Facebook is among The ASO Co’s big-name clients

“We looked at the market to partner with another agency but quickly realised there was a distinct lack of general understanding of how the App Stores worked,” recalls Bott.

Bott and Twigg invested £1,500 each, and a couple of months after launching they had their first big break: the chance to pitch for eBay. “We were up against eight other agencies. We thought we would give it a go but is it actually ever going to happen?

“I remember the call saying we’d got it. The deal was bigger than anticipated which meant we had revenue coming in very quickly and could start hiring almost immediately.” The 40-strong team are now based in Jellyfish’s London HQ in The Shard. So, Jellyfish? “We couldn’t believe it. It’s amazing.

“We hadn’t really planned to sell at that stage; we started getting interest from agencies in December 2017 but pushed it back.

James Bott

“Jellyfish were the perfect partner for us,” says Bott, a patron of the charity Jewish Blind & Disabled. “Our agencies complement each other’s services, giving both sets of clients a broader and more comprehensive product range. They’re also lovely people.”

The ASO Co is fully boot-strapped – built up only from savings – and has “never taken a penny of investment”.

“Often people get praised for raising money but we have always been very proud of the fact that we actually make money. Many businesses raise to hire, but over-hiring can make or break a business, a risk we didn’t want to take.”

And then Bott knows a thing or two about start-ups, having previously started two: JewelleryBoxx.com, which quickly became one of the UK’s largest online jewellery retailers; the company was sold at the end of 2009, and the online music service CompareDownload, the world’s first price comparison website for ‘legal’ music downloads. But he soon realised that paying for downloads was on its way out and so he shut up shop.

He reflects: “Jewellery Boxx was right place right time but the way I ran that business was chaotic.
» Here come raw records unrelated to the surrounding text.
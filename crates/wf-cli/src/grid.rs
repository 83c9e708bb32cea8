//! Maps the continuous field onto a character grid.

use wf_simulation::{CoordinateDomain, Position, Rgb, SimConfig, WeedField, WeedId};

/// Cell edge length in field units for real-valued runs.
pub const FRAME_DISCRETIZATION: f64 = 0.1;

/// Largest grid that will be allocated.
pub const MAX_GRID_CELLS: usize = 1_000_000;

/// Rows between two y-axis labels.
const LABEL_EVERY: usize = 10;

// Guards floor() against 0.3 / 0.1 = 2.9999999999999996.
const CELL_EPSILON: f64 = 1e-9;

/// What occupies a grid cell.
#[derive(Debug, Clone, Copy, PartialEq, Eq)]
pub struct GridMark {
    pub id: WeedId,
    pub color: Option<Rgb>,
}

/// A snapshot of the field rasterized to cells. Row 0 is `y = 0`.
#[derive(Debug, Clone)]
pub struct FieldGrid {
    cols: usize,
    rows: usize,
    cell: f64,
    cells: Vec<Option<GridMark>>,
}

impl FieldGrid {
    /// Size the grid for a run: tenth-unit cells for real coordinates, unit
    /// cells for whole-numbered ones. Fails rather than allocate more than
    /// [`MAX_GRID_CELLS`].
    pub fn for_config(config: &SimConfig) -> Result<Self, String> {
        let cell = match config.coordinates {
            CoordinateDomain::Real => FRAME_DISCRETIZATION,
            CoordinateDomain::Integer => 1.0,
        };
        let too_large = || {
            format!(
                "field {}x{} is too large to draw (limit {MAX_GRID_CELLS} cells)",
                config.field_width, config.field_height
            )
        };

        let cols = axis_cells(config.field_width, cell).ok_or_else(too_large)?;
        let rows = axis_cells(config.field_height, cell).ok_or_else(too_large)?;
        let len = cols
            .checked_mul(rows)
            .filter(|&n| n <= MAX_GRID_CELLS)
            .ok_or_else(too_large)?;

        Ok(Self {
            cols,
            rows,
            cell,
            cells: vec![None; len],
        })
    }

    pub fn cols(&self) -> usize {
        self.cols
    }

    pub fn rows(&self) -> usize {
        self.rows
    }

    /// Redraw from the current field. Weeds outside the grid are culled;
    /// when two weeds share a cell the newer one is shown.
    pub fn plot(&mut self, field: &WeedField) {
        self.cells.fill(None);
        for weed in field {
            if let Some((col, row)) = self.cell_of(weed.position()) {
                self.cells[row * self.cols + col] = Some(GridMark {
                    id: weed.id(),
                    color: weed.color(),
                });
            }
        }
    }

    /// The cell containing `p`, or `None` if it falls outside the grid.
    pub fn cell_of(&self, p: Position) -> Option<(usize, usize)> {
        let col = (p.x / self.cell + CELL_EPSILON).floor();
        let row = (p.y / self.cell + CELL_EPSILON).floor();
        if col.is_nan() || row.is_nan() || col < 0.0 || row < 0.0 {
            return None;
        }
        let (col, row) = (col as usize, row as usize);
        (col < self.cols && row < self.rows).then_some((col, row))
    }

    pub fn mark(&self, col: usize, row: usize) -> Option<GridMark> {
        if col >= self.cols || row >= self.rows {
            return None;
        }
        self.cells[row * self.cols + col]
    }

    /// Id labels for one row. Each weed's id is written into the free cells
    /// to its right and is cut off at the next weed or the grid edge.
    pub fn id_labels(&self, row: usize) -> Vec<Option<char>> {
        let mut labels = vec![None; self.cols];
        for col in 0..self.cols {
            let Some(mark) = self.mark(col, row) else {
                continue;
            };
            for (offset, ch) in mark.id.0.to_string().chars().enumerate() {
                let at = col + 1 + offset;
                if at >= self.cols || self.mark(at, row).is_some() {
                    break;
                }
                labels[at] = Some(ch);
            }
        }
        labels
    }

    /// Number of cells holding at least one weed.
    pub fn occupied(&self) -> usize {
        self.cells.iter().filter(|c| c.is_some()).count()
    }

    /// Label for the right-hand axis, present every ten rows.
    pub fn y_label(&self, row: usize) -> Option<String> {
        if row % LABEL_EVERY != 0 {
            return None;
        }
        let value = row as f64 * self.cell;
        Some(if self.cell < 1.0 {
            format!("{value:.1}")
        } else {
            format!("{value:.0}")
        })
    }

    /// Bottom axis, one character per column. Tenth-unit grids read top to
    /// bottom as `integer part`, `.`, `tenths`; unit grids as `tens`, `ones`.
    pub fn x_axis(&self) -> Vec<String> {
        let columns = 0..self.cols;
        if self.cell < 1.0 {
            vec![
                columns.clone().map(|i| digit(i / 10)).collect(),
                ".".repeat(self.cols),
                columns.map(|i| digit(i % 10)).collect(),
            ]
        } else {
            vec![
                columns.clone().map(|i| digit(i / 10)).collect(),
                columns.map(|i| digit(i % 10)).collect(),
            ]
        }
    }

    /// Render a bordered frame with `*` for every occupied cell.
    pub fn to_ascii(&self) -> String {
        let border = format!("+{}+", "-".repeat(self.cols));
        let mut out = String::with_capacity((self.cols + 8) * (self.rows + 5));

        out.push_str(&border);
        out.push('\n');
        for row in 0..self.rows {
            out.push('|');
            for col in 0..self.cols {
                out.push(if self.mark(col, row).is_some() { '*' } else { ' ' });
            }
            out.push('|');
            if let Some(label) = self.y_label(row) {
                out.push(' ');
                out.push_str(&label);
            }
            out.push('\n');
        }
        out.push_str(&border);
        out.push('\n');
        for axis_row in self.x_axis() {
            out.push(' ');
            out.push_str(&axis_row);
            out.push('\n');
        }
        out
    }
}

/// Cells along one axis, or `None` past the allocation limit.
fn axis_cells(extent: f64, cell: f64) -> Option<usize> {
    let n = (extent / cell).round().max(1.0);
    (n.is_finite() && n <= MAX_GRID_CELLS as f64).then_some(n as usize)
}

fn digit(n: usize) -> char {
    char::from_digit((n % 10) as u32, 10).unwrap_or('?')
}

#[cfg(test)]
mod tests {
    use super::*;
    use wf_simulation::{ColorMode, Simulation};

    #[test]
    fn default_field_is_fifty_by_fifty() {
        let grid = FieldGrid::for_config(&SimConfig::default()).unwrap();
        assert_eq!(grid.cols(), 50);
        assert_eq!(grid.rows(), 50);
    }

    #[test]
    fn oversized_fields_are_rejected() {
        for (w, h) in [(5000.0, 5000.0), (100_000.0, 100_000.0), (1e300, 1e300), (1e9, 0.1)] {
            let err = FieldGrid::for_config(&SimConfig::default().with_field(w, h)).unwrap_err();
            assert!(err.contains("too large"), "{err}");
        }

        // 100 x 100 units at tenth-unit cells is exactly the limit.
        let grid = FieldGrid::for_config(&SimConfig::default().with_field(100.0, 100.0)).unwrap();
        assert_eq!(grid.cols() * grid.rows(), MAX_GRID_CELLS);
    }

    #[test]
    fn ids_are_written_after_their_weed() {
        let mut sim = Simulation::new(SimConfig::default().with_color(ColorMode::Off)).unwrap();
        sim.run(12).unwrap();
        let mut grid = FieldGrid::for_config(sim.config()).unwrap();
        grid.plot(sim.field());

        let weed = sim.field().get(WeedId(1)).unwrap();
        let (col, row) = grid.cell_of(weed.position()).unwrap();
        let labels = grid.id_labels(row);
        assert_eq!(labels.len(), grid.cols());
        assert_eq!(labels[col], None);
        if grid.mark(col + 1, row).is_none() {
            assert_eq!(labels[col + 1], Some('1'));
        }
    }

    #[test]
    fn id_labels_stop_at_the_edge() {
        let config = SimConfig::default().with_field(0.1, 0.1).with_speed(0.0);
        let mut sim = Simulation::new(config).unwrap();
        sim.run(1).unwrap();
        let mut grid = FieldGrid::for_config(sim.config()).unwrap();
        grid.plot(sim.field());
        assert_eq!(grid.occupied(), 1);
        assert_eq!(grid.id_labels(0), vec![None]);
    }

    #[test]
    fn cell_lookup_and_culling() {
        let grid = FieldGrid::for_config(&SimConfig::default()).unwrap();
        assert_eq!(grid.cell_of(Position::new(0.0, 0.0)), Some((0, 0)));
        assert_eq!(grid.cell_of(Position::new(0.3, 0.25)), Some((3, 2)));
        assert_eq!(grid.cell_of(Position::new(4.99, 4.99)), Some((49, 49)));
        assert_eq!(grid.cell_of(Position::new(5.0, 1.0)), None);
        assert_eq!(grid.cell_of(Position::new(1.0, -0.05)), None);
        assert_eq!(grid.cell_of(Position::new(f64::NAN, 1.0)), None);
    }

    #[test]
    fn plot_marks_weed_cells() {
        let mut sim = Simulation::new(SimConfig::default().with_color(ColorMode::Off)).unwrap();
        sim.run(3).unwrap();
        let mut grid = FieldGrid::for_config(sim.config()).unwrap();
        grid.plot(sim.field());

        assert!(grid.occupied() >= 1 && grid.occupied() <= 3);
        for weed in sim.field() {
            let (col, row) = grid.cell_of(weed.position()).unwrap();
            assert!(grid.mark(col, row).is_some());
        }
    }

    #[test]
    fn axis_labels() {
        let grid = FieldGrid::for_config(&SimConfig::default()).unwrap();
        let axis = grid.x_axis();
        assert_eq!(axis.len(), 3);
        assert!(axis[0].starts_with("0000000000111"));
        assert_eq!(axis[1].len(), 50);
        assert!(axis[2].starts_with("01234567890"));
        assert_eq!(grid.y_label(0).as_deref(), Some("0.0"));
        assert_eq!(grid.y_label(10).as_deref(), Some("1.0"));
        assert_eq!(grid.y_label(11), None);

        let grid = FieldGrid::for_config(&SimConfig::integer()).unwrap();
        assert_eq!(grid.x_axis().len(), 2);
        assert_eq!(grid.y_label(20).as_deref(), Some("20"));
    }

    #[test]
    fn ascii_frame_shape() {
        let grid = FieldGrid::for_config(&SimConfig::default()).unwrap();
        let text = grid.to_ascii();
        let lines: Vec<_> = text.lines().collect();
        assert_eq!(lines.len(), 50 + 2 + 3);
        assert_eq!(lines[0].len(), 52);
        assert_eq!(lines[1], format!("|{}| 0.0", " ".repeat(50)));
        assert!(!text.contains('*'));
    }
}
With Compare Download, it was smoother, but easier because there were less moving parts.

“So when we set up The ASO Co I said to myself: ‘Right, this is going to be the most organised business on the planet.’ I had management accounts from day one. A lot of people that start businesses are quite unorganised which will affect its efficiency.”

Perhaps that is why some fail while others doing a similar thing succeed? “It’s having a real eye on the nitty gritty, and having a close understanding of, not just revenue, but profitability per client.

“There are fame and fortune clients. A fame client might be a Coca-Cola but they don’t spend a penny, and you might have a small start-up who has just raised a million quid and is paying £50,000 a month. It’s really important to know which clients are actually bringing money in. It’s very easy to over-service a big client, and it’s really hard to see that unless you understand exactly how the accounts are run.”

It is undeniable that the mobile app market is growing at a super-fast rate.

As of August 2019, 4.42 million apps were available between the Google Play Store and Apple’s App Store (data from Clearbridge). Some 700 million apps are downloaded per day (Tech Jury, Statista), with an estimated 800,000 apps are being built each year.

And while developer talent is high, creating an app is no easy feat – around 80-90 percent of mobile apps launched in the app stores are reportedly abandoned after a single use.

So what makes a successful one? “It has to give value,” says Bott, who used to attend the United Hebrew Congregation in Leeds (Shadwell Lane Synagogue), where his family are members.

“There are lots of apps that are trying to solve problems that aren’t there. If you look at the successful apps, they’re actually really simple but solve a massive problem: Uber – gets you from A to B; eBay – buy and sell goods; Deliveroo – food comes to your door… I think people try and reinvent the wheel but it’s about simplifying not complicating.”

Trainline is an app he really rates. “I use it five times a day. It’s phenomenal. A lot of people might just use it to check the trains but I guarantee that when it comes to buying a train ticket, they will use it.” Bott is doing his best to make sure of it.